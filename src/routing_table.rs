//! # Routing Table (XOR-Metric)
//!
//! Known peer identities partitioned into fixed buckets by XOR distance from
//! the local identity.
//!
//! ## Bucket Layout
//!
//! A distance's *bit length* is the index of its highest set bit plus one
//! (zero for the zero distance). Buckets cover consecutive bit-length ranges
//! of [`BUCKET_WIDTH_BITS`] each:
//!
//! ```text
//!   bucket 0        bit length 0..=3    distances [0, 2^3)
//!   bucket i        bit length 3i+1..=3i+3
//!   bucket last     absorbs the remainder up to bit length 256
//! ```
//!
//! Ranges are fixed at construction and there is no bucket splitting,
//! replacement cache or per-bucket capacity. Trimming stale peers is the job
//! of external maintenance via [`RoutingTable::remove`].
//!
//! ## Concurrency
//!
//! Each bucket has its own lock, so lookups touching different buckets never
//! contend. The total size is an atomic counter maintained on add/remove and
//! is approximate while mutations are in flight.

use std::collections::HashSet;
use std::sync::atomic::{AtomicUsize, Ordering};
use std::sync::{PoisonError, RwLock};

use rand::seq::SliceRandom;
use rand::Rng;
use tracing::error;

use crate::identity::Identity;

/// Bits of distance covered by one bucket.
pub const BUCKET_WIDTH_BITS: u16 = 3;

/// Bits in an identity hash.
const HASH_BITS: u16 = 256;

/// Inclusive range of distance bit lengths covered by one bucket.
#[derive(Clone, Copy, Debug, PartialEq, Eq)]
pub struct BucketRange {
    pub begin: u16,
    pub end: u16,
}

impl BucketRange {
    #[inline]
    pub fn contains(&self, bit_len: u16) -> bool {
        self.begin <= bit_len && bit_len <= self.end
    }
}

/// Position of the highest set bit plus one; zero for the zero distance.
pub fn bit_length(distance: &[u8; 32]) -> u16 {
    for (byte_idx, byte) in distance.iter().enumerate() {
        if *byte != 0 {
            let leading = byte.leading_zeros() as u16;
            return HASH_BITS - (byte_idx as u16 * 8 + leading);
        }
    }
    0
}

fn build_ranges(width: u16) -> Vec<BucketRange> {
    let width = width.clamp(1, HASH_BITS);
    let count = HASH_BITS / width;
    let mut ranges = Vec::with_capacity(count as usize);
    for i in 0..count {
        let begin = if i == 0 { 0 } else { i * width + 1 };
        let end = if i + 1 == count { HASH_BITS } else { (i + 1) * width };
        ranges.push(BucketRange { begin, end });
    }
    ranges
}

#[derive(Debug)]
pub struct RoutingTable {
    local: Identity,
    ranges: Vec<BucketRange>,
    buckets: Vec<RwLock<HashSet<Identity>>>,
    size: AtomicUsize,
}

impl RoutingTable {
    pub fn new(local: Identity) -> Self {
        Self::with_bucket_width(local, BUCKET_WIDTH_BITS)
    }

    pub fn with_bucket_width(local: Identity, width: u16) -> Self {
        let ranges = build_ranges(width);
        let buckets = ranges.iter().map(|_| RwLock::new(HashSet::new())).collect();
        Self {
            local,
            ranges,
            buckets,
            size: AtomicUsize::new(0),
        }
    }

    pub fn local(&self) -> &Identity {
        &self.local
    }

    pub fn bucket_count(&self) -> usize {
        self.ranges.len()
    }

    pub fn bucket_range(&self, index: usize) -> Option<BucketRange> {
        self.ranges.get(index).copied()
    }

    /// Index of the bucket whose range holds `peer`'s distance from us.
    ///
    /// Ranges cover every bit length by construction, so `None` means the
    /// table itself is broken; that is logged rather than raised.
    pub fn pick_bucket(&self, peer: &Identity) -> Option<usize> {
        let bit_len = bit_length(&self.local.xor_distance(peer));
        let found = self.ranges.iter().position(|r| r.contains(bit_len));
        if found.is_none() {
            error!(
                peer = %peer.short(),
                bit_len,
                buckets = self.ranges.len(),
                "no routing bucket covers distance"
            );
        }
        found
    }

    /// Returns true if the peer was not already present.
    pub fn add(&self, peer: Identity) -> bool {
        if peer == self.local {
            return false;
        }
        let Some(idx) = self.pick_bucket(&peer) else {
            return false;
        };
        let inserted = self.buckets[idx]
            .write()
            .unwrap_or_else(PoisonError::into_inner)
            .insert(peer);
        if inserted {
            self.size.fetch_add(1, Ordering::Relaxed);
        }
        inserted
    }

    /// Returns true if the peer was present.
    pub fn remove(&self, peer: &Identity) -> bool {
        let Some(idx) = self.pick_bucket(peer) else {
            return false;
        };
        let removed = self.buckets[idx]
            .write()
            .unwrap_or_else(PoisonError::into_inner)
            .remove(peer);
        if removed {
            self.size.fetch_sub(1, Ordering::Relaxed);
        }
        removed
    }

    pub fn contains(&self, peer: &Identity) -> bool {
        self.pick_bucket(peer).is_some_and(|idx| {
            self.buckets[idx]
                .read()
                .unwrap_or_else(PoisonError::into_inner)
                .contains(peer)
        })
    }

    /// Visit every known peer. Each bucket is locked only while it is visited.
    pub fn get_all(&self, mut visitor: impl FnMut(&Identity)) {
        for bucket in &self.buckets {
            let guard = bucket.read().unwrap_or_else(PoisonError::into_inner);
            for peer in guard.iter() {
                visitor(peer);
            }
        }
    }

    pub fn all(&self) -> Vec<Identity> {
        let mut out = Vec::with_capacity(self.approximate_size());
        self.get_all(|peer| out.push(*peer));
        out
    }

    /// Up to `count` random peers not in `exclude`.
    pub fn random_peers(&self, count: usize, exclude: &HashSet<Identity>) -> Vec<Identity> {
        let mut peers: Vec<Identity> = Vec::new();
        self.get_all(|peer| {
            if !exclude.contains(peer) {
                peers.push(*peer);
            }
        });
        peers.shuffle(&mut rand::thread_rng());
        peers.truncate(count);
        peers
    }

    /// Indices of buckets holding fewer than `threshold` peers.
    pub fn sparse_buckets(&self, threshold: usize) -> Vec<usize> {
        self.bucket_sizes()
            .into_iter()
            .enumerate()
            .filter(|(_, len)| *len < threshold)
            .map(|(idx, _)| idx)
            .collect()
    }

    /// A random key whose distance from us falls inside bucket `index`.
    /// Never the local identity.
    pub fn random_key_in_bucket(&self, index: usize) -> Option<Identity> {
        let range = self.bucket_range(index)?;
        let mut rng = rand::thread_rng();
        let bit_len = rng.gen_range(range.begin.max(1)..=range.end);
        let top = bit_len - 1;
        let top_byte = 31 - (top / 8) as usize;
        let top_bit = (top % 8) as u32;

        let mut distance: [u8; 32] = rng.gen();
        distance[..top_byte].fill(0);
        distance[top_byte] &= u8::MAX >> (7 - top_bit);
        distance[top_byte] |= 1 << top_bit;

        let local = self.local.as_bytes();
        Some(Identity::from_bytes(std::array::from_fn(|i| local[i] ^ distance[i])))
    }

    /// Maintained incrementally; approximate under concurrent mutation.
    pub fn approximate_size(&self) -> usize {
        self.size.load(Ordering::Relaxed)
    }

    pub fn bucket_sizes(&self) -> Vec<usize> {
        self.buckets
            .iter()
            .map(|b| b.read().unwrap_or_else(PoisonError::into_inner).len())
            .collect()
    }
}

#[cfg(test)]
mod tests {
    use super::*;
    use proptest::prelude::*;

    fn identity_with_distance_bit(local: &Identity, bit_len: u16) -> Identity {
        let mut distance = [0u8; 32];
        if bit_len > 0 {
            let bit = bit_len - 1;
            let byte_idx = 31 - (bit / 8) as usize;
            distance[byte_idx] = 1 << (bit % 8);
        }
        let mut out = [0u8; 32];
        for i in 0..32 {
            out[i] = local.as_bytes()[i] ^ distance[i];
        }
        Identity::from_bytes(out)
    }

    #[test]
    fn ranges_partition_every_bit_length() {
        let ranges = build_ranges(BUCKET_WIDTH_BITS);
        assert_eq!(ranges.len(), 85);
        assert_eq!(ranges[0].begin, 0);
        assert_eq!(ranges.last().unwrap().end, HASH_BITS);
        for pair in ranges.windows(2) {
            assert_eq!(pair[0].end + 1, pair[1].begin, "gap or overlap between buckets");
        }
        for bit_len in 0..=HASH_BITS {
            let covering = ranges.iter().filter(|r| r.contains(bit_len)).count();
            assert_eq!(covering, 1, "bit length {bit_len} covered {covering} times");
        }
    }

    #[test]
    fn last_bucket_absorbs_remainder_bit() {
        let ranges = build_ranges(BUCKET_WIDTH_BITS);
        let last = ranges.last().unwrap();
        assert_eq!(last.end - last.begin + 1, BUCKET_WIDTH_BITS + 1);
    }

    #[test]
    fn bit_length_of_known_distances() {
        assert_eq!(bit_length(&[0u8; 32]), 0);
        let mut one = [0u8; 32];
        one[31] = 1;
        assert_eq!(bit_length(&one), 1);
        let mut top = [0u8; 32];
        top[0] = 0x80;
        assert_eq!(bit_length(&top), 256);
    }

    #[test]
    fn local_identity_is_never_added() {
        let local = Identity::random();
        let table = RoutingTable::new(local);
        assert!(!table.add(local));
        assert_eq!(table.approximate_size(), 0);
    }

    #[test]
    fn add_and_remove_report_membership_changes() {
        let local = Identity::random();
        let table = RoutingTable::new(local);
        let peer = Identity::random();

        assert!(table.add(peer));
        assert!(!table.add(peer));
        assert!(table.contains(&peer));
        assert_eq!(table.approximate_size(), 1);

        assert!(table.remove(&peer));
        assert!(!table.remove(&peer));
        assert!(!table.contains(&peer));
        assert_eq!(table.approximate_size(), 0);
    }

    #[test]
    fn peers_land_in_the_bucket_for_their_distance() {
        let local = Identity::random();
        let table = RoutingTable::new(local);
        for bit_len in [1u16, 3, 4, 100, 252, 253, 256] {
            let peer = identity_with_distance_bit(&local, bit_len);
            let idx = table.pick_bucket(&peer).unwrap();
            assert!(table.bucket_range(idx).unwrap().contains(bit_len));
            table.add(peer);
            assert!(table.bucket_sizes()[idx] >= 1);
        }
        assert_eq!(table.all().len(), 7);
    }

    #[test]
    fn random_bucket_keys_land_in_their_bucket() {
        let local = Identity::random();
        let table = RoutingTable::new(local);
        for idx in 0..table.bucket_count() {
            for _ in 0..8 {
                let key = table.random_key_in_bucket(idx).unwrap();
                assert_ne!(key, local);
                assert_eq!(table.pick_bucket(&key), Some(idx));
            }
        }
        assert_eq!(table.random_key_in_bucket(table.bucket_count()), None);
    }

    #[test]
    fn sparse_buckets_are_those_below_threshold() {
        let local = Identity::random();
        let table = RoutingTable::new(local);
        let last = table.bucket_count() - 1;
        assert!(table.add(identity_with_distance_bit(&local, 256)));
        assert_eq!(table.bucket_sizes()[last], 1);
        let sparse = table.sparse_buckets(1);
        assert!(!sparse.contains(&last));
        assert_eq!(sparse.len(), table.bucket_count() - 1);
        assert_eq!(table.sparse_buckets(0), Vec::<usize>::new());
    }

    #[test]
    fn random_peers_respects_exclusions() {
        let table = RoutingTable::new(Identity::random());
        let peers: Vec<_> = (0..10).map(|_| Identity::random()).collect();
        for p in &peers {
            table.add(*p);
        }
        let exclude: HashSet<_> = peers[..8].iter().copied().collect();
        let picked = table.random_peers(5, &exclude);
        assert_eq!(picked.len(), 2);
        assert!(picked.iter().all(|p| !exclude.contains(p)));
    }

    proptest! {
        #[test]
        fn pick_bucket_finds_exactly_one_matching_range(local in any::<[u8; 32]>(), peer in any::<[u8; 32]>()) {
            let local = Identity::from_bytes(local);
            let peer = Identity::from_bytes(peer);
            let table = RoutingTable::new(local);
            let bit_len = bit_length(&local.xor_distance(&peer));

            let idx = table.pick_bucket(&peer).expect("every distance is covered");
            prop_assert!(table.bucket_range(idx).unwrap().contains(bit_len));

            let matches = (0..table.bucket_count())
                .filter(|i| table.bucket_range(*i).unwrap().contains(bit_len))
                .count();
            prop_assert_eq!(matches, 1);
        }

        #[test]
        fn a_peer_is_in_at_most_one_bucket(peers in proptest::collection::vec(any::<[u8; 32]>(), 1..40)) {
            let table = RoutingTable::new(Identity::from_bytes([0x5a; 32]));
            for p in &peers {
                table.add(Identity::from_bytes(*p));
            }
            let total: usize = table.bucket_sizes().iter().sum();
            let unique: HashSet<_> = table.all().into_iter().collect();
            prop_assert_eq!(total, unique.len());
            prop_assert_eq!(total, table.approximate_size());
        }
    }
}
//! # Network Database Messages
//!
//! Logical message types exchanged between network database peers. Byte
//! framing is owned by the transport; this module provides the bounded
//! bincode codec used at the decode boundary.
//!
//! | Message | Direction | Purpose |
//! |---------|-----------|---------|
//! | `Lookup` | requester → floodfill | ask for a record by key |
//! | `Store` | any → floodfill, floodfill → requester | carry a record |
//! | `SearchReply` | floodfill → requester | miss, naming closer floodfills |
//! | `DeliveryAck` | recipient → storer | confirm a store carrying a token |
//!
//! ## Security Limits
//!
//! - `MAX_MESSAGE_SIZE`: maximum deserialization buffer (prevents OOM)
//! - `MAX_DONT_INCLUDE`: exclusion list bound on inbound lookups
//! - `MAX_SEARCH_REPLY_PEERS`: peers named by one search reply

use bincode::Options;
use serde::{de::DeserializeOwned, Deserialize, Serialize};
use tracing::debug;

use crate::identity::Identity;
use crate::record::{DatabaseEntry, LookupKind};

/// Maximum size of an encoded message.
pub const MAX_MESSAGE_SIZE: u64 = 64 * 1024;

/// Maximum peers a lookup may ask us not to mention.
pub const MAX_DONT_INCLUDE: usize = 512;

/// Maximum peers named in a single search reply.
pub const MAX_SEARCH_REPLY_PEERS: usize = 16;

/// Returns bincode options with size limits enforced.
/// SECURITY: Always use this for deserialization to prevent OOM attacks.
fn bincode_options() -> impl Options {
    bincode::DefaultOptions::new()
        .with_limit(MAX_MESSAGE_SIZE)
        .with_fixint_encoding()
}

/// Deserialize with size bounds enforced.
pub fn deserialize_bounded<T: DeserializeOwned>(bytes: &[u8]) -> Result<T, bincode::Error> {
    bincode_options().deserialize(bytes)
}

pub fn encode_message(message: &NetDbMessage) -> Result<Vec<u8>, bincode::Error> {
    bincode_options().serialize(message)
}

/// Decode an inbound message, dropping anything malformed or out of bounds.
///
/// A corrupt message is logged and discarded here; it never reaches a search
/// or store in progress.
pub fn decode_message(from: &Identity, bytes: &[u8]) -> Option<NetDbMessage> {
    let message: NetDbMessage = match deserialize_bounded(bytes) {
        Ok(m) => m,
        Err(e) => {
            debug!(from = %from.short(), len = bytes.len(), error = %e, "dropping malformed netdb message");
            return None;
        }
    };
    if !message.within_bounds() {
        debug!(from = %from.short(), "dropping oversized netdb message");
        return None;
    }
    Some(message)
}

#[derive(Clone, Debug, PartialEq, Eq, Serialize, Deserialize)]
pub struct DatabaseLookup {
    pub key: Identity,
    pub kind: LookupKind,
    /// Router the reply should go back to.
    pub from: Identity,
    /// Reply tunnel, when the requester hides behind one.
    pub reply_tunnel: Option<u32>,
    /// Peers not to name in a search reply.
    pub dont_include: Vec<Identity>,
}

#[derive(Clone, Debug, PartialEq, Eq, Serialize, Deserialize)]
pub struct DatabaseStore {
    pub key: Identity,
    pub entry: DatabaseEntry,
    /// When set, the recipient answers with a [`DeliveryAck`] carrying it.
    pub reply_token: Option<u64>,
}

#[derive(Clone, Debug, PartialEq, Eq, Serialize, Deserialize)]
pub struct SearchReply {
    pub key: Identity,
    pub from: Identity,
    pub peers: Vec<Identity>,
}

#[derive(Clone, Copy, Debug, PartialEq, Eq, Serialize, Deserialize)]
pub struct DeliveryAck {
    pub token: u64,
}

#[derive(Clone, Debug, PartialEq, Eq, Serialize, Deserialize)]
pub enum NetDbMessage {
    Lookup(DatabaseLookup),
    Store(DatabaseStore),
    SearchReply(SearchReply),
    DeliveryAck(DeliveryAck),
}

impl NetDbMessage {
    /// Database key the message concerns, if any.
    pub fn key(&self) -> Option<&Identity> {
        match self {
            NetDbMessage::Lookup(m) => Some(&m.key),
            NetDbMessage::Store(m) => Some(&m.key),
            NetDbMessage::SearchReply(m) => Some(&m.key),
            NetDbMessage::DeliveryAck(_) => None,
        }
    }

    pub fn kind_name(&self) -> &'static str {
        match self {
            NetDbMessage::Lookup(_) => "lookup",
            NetDbMessage::Store(_) => "store",
            NetDbMessage::SearchReply(_) => "search_reply",
            NetDbMessage::DeliveryAck(_) => "delivery_ack",
        }
    }

    fn within_bounds(&self) -> bool {
        match self {
            NetDbMessage::Lookup(m) => m.dont_include.len() <= MAX_DONT_INCLUDE,
            NetDbMessage::Store(m) => m.entry.validate_structure(),
            NetDbMessage::SearchReply(m) => m.peers.len() <= MAX_SEARCH_REPLY_PEERS,
            NetDbMessage::DeliveryAck(_) => true,
        }
    }
}

#[cfg(test)]
mod tests {
    use super::*;
    use crate::identity::{now_ms, Keypair};
    use crate::record::{RouterAddress, RouterInfo};

    fn store_message() -> NetDbMessage {
        let keypair = Keypair::generate();
        let info = RouterInfo::new_signed(
            &keypair,
            vec![RouterAddress::direct("SSU2", "10.0.0.1:9000".parse().unwrap())],
            "fO",
            now_ms(),
        );
        NetDbMessage::Store(DatabaseStore {
            key: info.identity(),
            entry: info.into(),
            reply_token: Some(7),
        })
    }

    #[test]
    fn decode_accepts_well_formed_store() {
        let from = Identity::random();
        let message = store_message();
        let bytes = encode_message(&message).unwrap();
        assert_eq!(decode_message(&from, &bytes), Some(message));
    }

    #[test]
    fn decode_drops_garbage() {
        let from = Identity::random();
        assert!(decode_message(&from, &[0xff, 0x00, 0x13]).is_none());
        assert!(decode_message(&from, &[]).is_none());
    }

    #[test]
    fn decode_drops_oversized_search_reply() {
        let from = Identity::random();
        let reply = NetDbMessage::SearchReply(SearchReply {
            key: Identity::random(),
            from,
            peers: (0..MAX_SEARCH_REPLY_PEERS + 1).map(|_| Identity::random()).collect(),
        });
        let bytes = encode_message(&reply).unwrap();
        assert!(decode_message(&from, &bytes).is_none());
    }

    #[test]
    fn decode_drops_truncated_message() {
        let from = Identity::random();
        let bytes = encode_message(&store_message()).unwrap();
        assert!(decode_message(&from, &bytes[..bytes.len() / 2]).is_none());
    }

    #[test]
    fn message_key_accessor() {
        let key = Identity::random();
        let lookup = NetDbMessage::Lookup(DatabaseLookup {
            key,
            kind: LookupKind::Any,
            from: Identity::random(),
            reply_tunnel: None,
            dont_include: Vec::new(),
        });
        assert_eq!(lookup.key(), Some(&key));
        assert_eq!(NetDbMessage::DeliveryAck(DeliveryAck { token: 1 }).key(), None);
    }
}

## Prompt
Retype the portion of the data above that starts on the line with "let last = table.bucket_count() - 1;" and finishes on the line with "let table = RoutingTable::new(Identity::random());", including both of those lines.

## Response for this exercise
        let last = table.bucket_count() - 1;
        assert!(table.add(identity_with_distance_bit(&local, 256)));
        assert_eq!(table.bucket_sizes()[last], 1);
        let sparse = table.sparse_buckets(1);
        assert!(!sparse.contains(&last));
        assert_eq!(sparse.len(), table.bucket_count() - 1);
        assert_eq!(table.sparse_buckets(0), Vec::<usize>::new());
    }

    #[test]
    fn random_peers_respects_exclusions() {
        let table = RoutingTable::new(Identity::random());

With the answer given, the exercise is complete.